Agile quality-by-design development of alginate microparticles for encapsulation of hydrophilic drug

The development of alginate microparticles for encapsulation of hydrophilic drug is addressed. The alginate microparticles are produced by the emulsification/gelation process. The objective of this study is to optimize the encapsulation of sunset yellow, a model of small hydrophilic drug, by the means of an agile quality by design (QbD) approach. Five input factors are considered: the alginate concentration (2–7% w/V), the drug/polymer ratio (0.1/1–0.5/1), the cross-linker addition flow rate (1–1.6 mL/min), the cross-linker volume (5–10 mL), and the crosslinking time (15–60 min).
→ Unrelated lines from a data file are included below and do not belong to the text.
//! Local in-memory stores.
//!
//! Each store owns its collection behind a tokio `RwLock` and broadcasts
//! a change record for every mutation. Changes are sent while the write
//! lock is held, so subscribers observe them in mutation order.

pub mod canvas;
pub mod chat;
pub mod project;

use std::sync::Arc;

pub use canvas::{CanvasChange, CanvasStore};
pub use chat::{ChatChange, ChatStore};
pub use project::ProjectStore;

/// Broadcast channel capacity for store changes.
pub const CHANGE_CHANNEL_CAPACITY: usize = 1024;

/// The stores of one client session, shared by the UI and the
/// persistence layer.
#[derive(Clone, Default)]
pub struct Stores {
    pub chat: Arc<ChatStore>,
    pub canvas: Arc<CanvasStore>,
    pub project: Arc<ProjectStore>,
}

impl Stores {
    pub fn new() -> Self {
        Self::default()
    }
}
Critical quality attributes (and their associated specifications) are the particle size (∈30;150µm) and polydispersity, the encapsulation efficiency (>50%), and the drug loading (>10%). The implemented agile method follows three successive QbD sprints, each based on a specific design of experiments (DoE). First, a screening of the process parameters is performed using a Plackett-Burman design, followed in a second sprint by the implementation of a central composite Hartley’s design to identify the design space and to extract four eligible control operating regions where the probability to meet the CQA specifications is above 95%. In the last sprint, one of these optimal operating conditions has been qualified by testing eight end points of the region through the application of a full factorial design. This operating region corresponds to a combination of three factors: alginate concentration in [6.7;7]%, drug/polymer ratio in [0.29;0.34]w/w and a curing time in [40;60]min. [Display omitted] •A QbD rational development of microparticles.•Identification of critical parameters and impact assessment on particles CQA.•Several regions respecting simultaneously the four specifications were found.